Default: matches the axis size, i.e. totalsize(axis, r).

needs_plan(::Type{<:AbstractLineOp})

Return Val(true) when a line operator family requires cached per-refinement plans.

newpoints(axis::AbstractAxisFamily, r::Integer)

Return the points first introduced at refinement level r.

nodeorder(axis::AbstractUnivariateNodes)

Return the one-dimensional storage order associated with axis.

npoints(axis::AbstractAxisFamily, r::Integer)

Alias for totalsize on node-based axis families.

Create an evaluation plan.

bases may be a single univariate basis (used for all dimensions) or an explicit NTuple{D}.

backend=:auto selects:

• :unidirectional for TensorProductPoints,
• :pseudorecursive for ScatteredPoints with all LocalSupport() bases,
• :naive otherwise.

Plot the combination-technique block structure (requires using Plots).

Plot the sparse grid point set (requires using Plots to activate the extension).

Plot the sparse grid index set in integer coordinates (requires using Plots).

Plot the 2D subspace layout (requires using Plots to activate the extension).
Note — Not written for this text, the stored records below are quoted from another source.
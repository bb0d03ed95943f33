//! Query builders handed to a [`RecordStore`](crate::RecordStore).
//!
//! [`ReadingFilter`] selects the population every operation works on,
//! [`Grouping`] describes a filter → group → average → round → order pipeline
//! and [`Projection`] describes a sorted, limited listing of full readings.
//! All three follow the builder pattern.
//!
//! # Example
//!
//! ```
//! use citysense_store::{Grouping, MemoryStore, Projection, ReadingFilter, RecordStore};
//! use citysense_types::MetricField;
//!
//! let store = MemoryStore::new();
//! let filter = ReadingFilter::new().areas(["City Center", "Park Area"]);
//!
//! // Worst area by PM2.5
//! let by_pm25 = Grouping::by_area(MetricField::Pm25).ranked().limit(1);
//! let worst = store.run_grouping(&filter, &by_pm25)?;
//!
//! // Earliest abnormal readings
//! let abnormal =
//!     store.run_projection(&filter.clone().abnormal_only(), &Projection::new().limit(20))?;
//! # Ok::<(), citysense_store::Error>(())
//! ```

use citysense_types::{MetricField, SensorReading};

/// Columns of a full reading projection, in [`SensorReading`] field order.
pub(crate) const READING_COLUMNS: &str =
    "sensor_id, area, timestamp, noise_db, traffic_count, pm25";

/// Selection applied uniformly to every operation of one refresh.
///
/// The default filter matches every reading. Restricting to an empty set of
/// areas is not possible: an empty selection means "all areas".
///
/// # Example
///
/// ```
/// use citysense_store::ReadingFilter;
/// use citysense_types::SensorReading;
///
/// let r = SensorReading::new("s-1", "Park Area", "2024-05-01T08:00", 40, 10, 20);
///
/// assert!(ReadingFilter::new().matches(&r));
/// assert!(ReadingFilter::new().areas(Vec::<String>::new()).matches(&r));
/// assert!(ReadingFilter::new().areas(["Park Area"]).matches(&r));
/// assert!(!ReadingFilter::new().areas(["park area"]).matches(&r));
/// ```
#[derive(Debug, Default, Clone, PartialEq, Eq)]
pub struct ReadingFilter {
    /// Allowed areas, sorted and deduplicated. `None` allows every area.
    pub areas: Option<Vec<String>>,
    /// Keep only readings that exceed at least one abnormal threshold.
    pub abnormal_only: bool,
}

impl ReadingFilter {
    /// Create a filter that matches every reading.
    pub fn new() -> Self {
        Self::default()
    }

    /// Restrict to readings whose area is a member of `areas`.
    ///
    /// An empty iterator clears the restriction.
    pub fn areas<I, S>(mut self, areas: I) -> Self
    where
        I: IntoIterator<Item = S>,
        S: Into<String>,
    {
        let mut list: Vec<String> = areas.into_iter().map(Into::into).collect();
        list.sort();
        list.dedup();
        self.areas = if list.is_empty() { None } else { Some(list) };
        self
    }

    /// Keep only abnormal readings (any threshold exceeded).
    pub fn abnormal_only(mut self) -> Self {
        self.abnormal_only = true;
        self
    }

    /// Whether this filter leaves the area dimension unrestricted.
    pub fn selects_all_areas(&self) -> bool {
        self.areas.is_none()
    }

    /// Evaluate the filter against a reading in memory.
    pub fn matches(&self, reading: &SensorReading) -> bool {
        let area_ok = match &self.areas {
            Some(areas) => areas.binary_search(&reading.area).is_ok(),
            None => true,
        };

        area_ok && (!self.abnormal_only || reading.is_abnormal())
    }

    /// Build the SQL WHERE clause and parameters.
    pub(crate) fn build_where(&self) -> (String, Vec<Box<dyn rusqlite::ToSql>>) {
        let mut conditions = Vec::new();
        let mut params: Vec<Box<dyn rusqlite::ToSql>> = Vec::new();

        if let Some(ref areas) = self.areas {
            let placeholders = vec!["?"; areas.len()].join(", ");
            conditions.push(format!("area IN ({})", placeholders));
            for area in areas {
                params.push(Box::new(area.clone()));
            }
        }

        if self.abnormal_only {
            let checks: Vec<String> = MetricField::ALL
                .iter()
                .map(|field| format!("{} > ?", field.column()))
                .collect();
            conditions.push(format!("({})", checks.join(" OR ")));
            for field in MetricField::ALL {
                params.push(Box::new(field.abnormal_limit()));
            }
        }

        let where_clause = if conditions.is_empty() {
            String::new()
        } else {
            format!("WHERE {}", conditions.join(" AND "))
        };

        (where_clause, params)
    }
}

/// Dimension a [`Grouping`] groups readings by.
#[derive(Debug, Clone, Copy, PartialEq, Eq, Hash)]
pub enum GroupKey {
    /// One group per distinct area.
    Area,
    /// One group per UTC hour-of-day parsed from the timestamp.
    Hour,
    /// A single group over the whole filtered population.
    All,
}

/// Ordering applied to grouped rows.
#[derive(Debug, Default, Clone, Copy, PartialEq, Eq)]
pub enum GroupOrder {
    /// Ascending by group key (area name or hour).
    #[default]
    ByKey,
    /// Descending by rounded metric, ties ascending by key.
    ByMetricDesc,
}

/// Averaging pipeline: group by [`GroupKey`], average one [`MetricField`],
/// round to 2 decimals, order, optionally limit.
#[derive(Debug, Clone, PartialEq, Eq)]
pub struct Grouping {
    /// Grouping dimension.
    pub key: GroupKey,
    /// Field being averaged.
    pub field: MetricField,
    /// Row ordering.
    pub order: GroupOrder,
    /// Maximum number of rows.
    pub limit: Option<u32>,
}

impl Grouping {
    /// Average `field` per area, ordered by area.
    pub fn by_area(field: MetricField) -> Self {
        Self::new(GroupKey::Area, field)
    }

    /// Average `field` per hour-of-day, ordered by hour.
    pub fn by_hour(field: MetricField) -> Self {
        Self::new(GroupKey::Hour, field)
    }

    /// Average `field` over the whole population.
    pub fn overall(field: MetricField) -> Self {
        Self::new(GroupKey::All, field)
    }

    fn new(key: GroupKey, field: MetricField) -> Self {
        Self {
            key,
            field,
            order: GroupOrder::ByKey,
            limit: None,
        }
    }

    /// Rank rows by metric, highest first.
    pub fn ranked(mut self) -> Self {
        self.order = GroupOrder::ByMetricDesc;
        self
    }

    /// Limit the number of rows returned.
    pub fn limit(mut self, limit: u32) -> Self {
        self.limit = Some(limit);
        self
    }

    /// Build the aggregate SQL. Rounding, ordering and limiting happen after
    /// the rows are read, so they follow the same law for every adapter.
    ///
    /// Each row carries the group key (absent for [`GroupKey::All`]), the raw
    /// mean and the number of contributing values.
    pub(crate) fn build_sql(&self, where_clause: &str) -> String {
        let column = self.field.column();
        match self.key {
            GroupKey::Area => format!(
                "SELECT area, AVG({column}), COUNT({column}) FROM readings {where_clause} \
                 GROUP BY area HAVING COUNT({column}) > 0"
            ),
            GroupKey::Hour => format!(
                "SELECT utc_hour(timestamp) AS hour, AVG({column}), COUNT({column}) \
                 FROM readings {where_clause} \
                 GROUP BY hour HAVING hour IS NOT NULL AND COUNT({column}) > 0"
            ),
            GroupKey::All => format!(
                "SELECT AVG({column}), COUNT({column}) FROM readings {where_clause}"
            ),
        }
    }
}

/// Sorted, limited listing of full readings.
///
/// Readings are ordered by their stored timestamp string, then by sensor ID,
/// then by insertion order.
#[derive(Debug, Clone, PartialEq, Eq)]
pub struct Projection {
    /// Maximum number of readings.
    pub limit: Option<u32>,
    /// Order by timestamp descending.
    pub newest_first: bool,
}

impl Default for Projection {
    fn default() -> Self {
        Self::new()
    }
}

impl Projection {
    /// Create a chronological (oldest first), unlimited projection.
    pub fn new() -> Self {
        Self {
            limit: None,
            newest_first: false,
        }
    }

    /// Limit the number of readings returned.
    pub fn limit(mut self, limit: u32) -> Self {
        self.limit = Some(limit);
        self
    }

    /// Order by newest first.
    pub fn newest_first(mut self) -> Self {
        self.newest_first = true;
        self
    }

    /// Build the full SQL query.
    pub(crate) fn build_sql(&self, where_clause: &str) -> String {
        let order = if self.newest_first { "DESC" } else { "ASC" };

        let mut sql = format!(
            "SELECT {READING_COLUMNS} FROM readings {where_clause} \
             ORDER BY timestamp {order}, sensor_id {order}, id {order}"
        );

        if let Some(limit) = self.limit {
            sql.push_str(&format!(" LIMIT {}", limit));
        }

        sql
    }
}
//! Areas command - list distinct areas.

use std::io::Write;

use anyhow::{Context, Result};
use citysense_core::AreaCache;
use citysense_store::RecordStore;

use crate::cli::OutputFormat;
use crate::format::{as_json, format_areas_text};

/// Execute the areas command.
pub fn cmd_areas<S: RecordStore + ?Sized, W: Write>(
    store: &S,
    cache: &AreaCache,
    format: OutputFormat,
    out: &mut W,
) -> Result<()> {
    let areas = cache.areas(store).context("Failed to list areas")?;

    let rendered = match format {
        OutputFormat::Text => format_areas_text(&areas),
        OutputFormat::Json => as_json(&areas)?,
    };
    out.write_all(rendered.as_bytes())?;
    Ok(())
}
//! Config command - manage the configuration file.

use std::io::Write;
use std::path::Path;

use anyhow::{Context, Result, bail};

use crate::cli::ConfigAction;
use crate::config::Config;

/// Execute the config command.
///
/// `path` is the config file in use and `config` its loaded contents.
pub fn cmd_config<W: Write>(
    action: ConfigAction,
    path: &Path,
    config: &Config,
    out: &mut W,
) -> Result<()> {
    match action {
        ConfigAction::Path => {
            writeln!(out, "{}", path.display())?;
        }
        ConfigAction::Show => {
            let content =
                toml::to_string_pretty(config).context("Failed to serialize config")?;
            write!(out, "{content}")?;
        }
        ConfigAction::Init { force } => {
            if path.exists() && !force {
                bail!(
                    "Config file already exists at {} (use --force to overwrite)",
                    path.display()
                );
            }
            Config::default().save(path)?;
            writeln!(out, "Wrote default config to {}", path.display())?;
        }
    }
    Ok(())
}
points(axis::AbstractAxisFamily, r::Integer)

Return all points in the refinement family X_r.

Degree/exactness metadata of a 1D quadrature family at refinement index r.

Incremental 1D difference rule Δ_r.

For non-nested families the default is the full rule qrule(Q, r); nested families should specialize this to return the true incremental difference rule.

Optional measure/weight associated with a quadrature family.

Full 1D quadrature rule at refinement index r.

Number of points in the 1D quadrature rule at refinement index r.

Return the per-dimension refinement caps of an index set.

Per-index-set refinement-cap vector used to bound iteration.

refinement_index(axis::AbstractAxisFamily, n::Integer)

Return the refinement index r such that totalsize(axis, r) == n.

Restrict values from a covering grid vector into a subgrid vector.

This is a convenience wrapper around the internal gather kernel.

plan must be a TransferPlan from the small grid to the big grid.

Return an index map from a subgrid to a covering grid.

map[i] is the index in grid_big corresponding to index i in grid_small.

This is valid when traverse(grid_small) produces an ordered subsequence of traverse(grid_big).

The returned indices refer to the recursive-layout ordering of each grid.

Return a trait describing whether the basis functions have global or local support.

tensorize(op, ::Val{D})

Broadcast a line operator to all D physical dimensions.

totalsize(axis::AbstractAxisFamily, r::Integer)

Return the total number of entries in the refinement family X_r.

Apply f to every sparse grid coordinate produced by traverse.

Iterate sparse grid coordinates in a chosen layout.

This iterator emits pseudo-recursive coordinates coords::SVector{D,Int}: for each physical dimension d, the coordinate is the 1-based position in the hierarchical concatenation of refinement blocks.

Use layout=RecursiveLayout() for the package's native recursive order, and layout=SubspaceLayout() for contiguous subspace blocks.

Construct a basis evaluation (Vandermonde) matrix.

V has size (length(x), ncoeff) with entries

V[i,k] = ϕ_{k-1}(x[i]),    k = 1..ncoeff.